Varias interferencias designan la dificultad para establecer un puente comunicativo entre el narrador y Steve, todas ellas referidas a un quiebre en el flujo del
lenguaje: un idioma que no es el propio, la alteración narcótica de la conciencia y,
por último, la inestabilidad psíquica. Aunque el protagonista logra aislar unidades
de sentido —la proveniencia del interlocutor como función de su acento, la información de tiempo y lugar para un posible encuentro (“a la tarde estaré ahí”)—, su
reacción insiste en su incapacidad para comprender el discurso del otro.
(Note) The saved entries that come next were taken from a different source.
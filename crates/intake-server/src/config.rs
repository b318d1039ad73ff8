use std::net::{Ipv4Addr, SocketAddr};
use std::path::{Path, PathBuf};

use intake_validate::ValidationLimits;
use serde::{Deserialize, Serialize};

use crate::error::{ServerError, ServerResult};

#[derive(Clone, Debug, PartialEq, Serialize, Deserialize)]
#[serde(default)]
pub struct ServerConfig {
    pub bind_addr: SocketAddr,
    /// Directory holding one log file per submission kind.
    pub data_dir: PathBuf,
    /// Log file extension, without the dot.
    pub log_extension: String,
    /// `fsync` every appended entry.
    pub sync_writes: bool,
    /// Largest request body read from a client.
    pub max_body_bytes: usize,
    pub limits: ValidationLimits,
}

impl Default for ServerConfig {
    fn default() -> Self {
        Self {
            bind_addr: SocketAddr::from((Ipv4Addr::LOCALHOST, 8787)),
            data_dir: PathBuf::from("data"),
            log_extension: "jsonl".into(),
            sync_writes: false,
            max_body_bytes: 64 * 1024,
            limits: ValidationLimits::default(),
        }
    }
}

impl ServerConfig {
    /// Parse a TOML document. Missing keys take their defaults.
    pub fn from_toml_str(source: &str) -> ServerResult<Self> {
        toml::from_str(source).map_err(|e| ServerError::Config(e.to_string()))
    }

    /// Read and parse a TOML file.
    pub fn load(path: &Path) -> ServerResult<Self> {
        let source = std::fs::read_to_string(path)
            .map_err(|e| ServerError::Config(format!("{}: {e}", path.display())))?;
        Self::from_toml_str(&source)
    }

    pub fn to_toml_string(&self) -> ServerResult<String> {
        toml::to_string(self).map_err(|e| ServerError::Config(e.to_string()))
    }
}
En propiedad, el primer encuentro con Steve ocurre durante la visita del protagonista a Boston, reseñado recientemente. Al entrar a un bar cerca de la casa donde
vivía su esposa, Ada, inicia una interacción con un extraño en el local, acaso por
descuido y arrepintiéndose casi inmediatamente: “No sé por qué le di ese margen
de conversación. Eso me pasaba a veces: hacer exactamente lo contrario de lo
que deseaba” (134). En la tierra-de-nadie de la espera de su viaje y cada vez más
distanciado afectivamente de Ada, el protagonista se entrega a la deriva de este
acercamiento inesperado a un completo desconocido, con la búsqueda tácita del
choque y la violencia. En efecto, el pasaje es claro en mostrar que el protagonista
11 Freud también se refiere en Más allá del principio de placer (1920) a la pulsión de la autodestrucción, la
‘pulsión de la muerte’. Es una pulsión de la descomposición que recuerda los afectos de descomposición
de Spinoza.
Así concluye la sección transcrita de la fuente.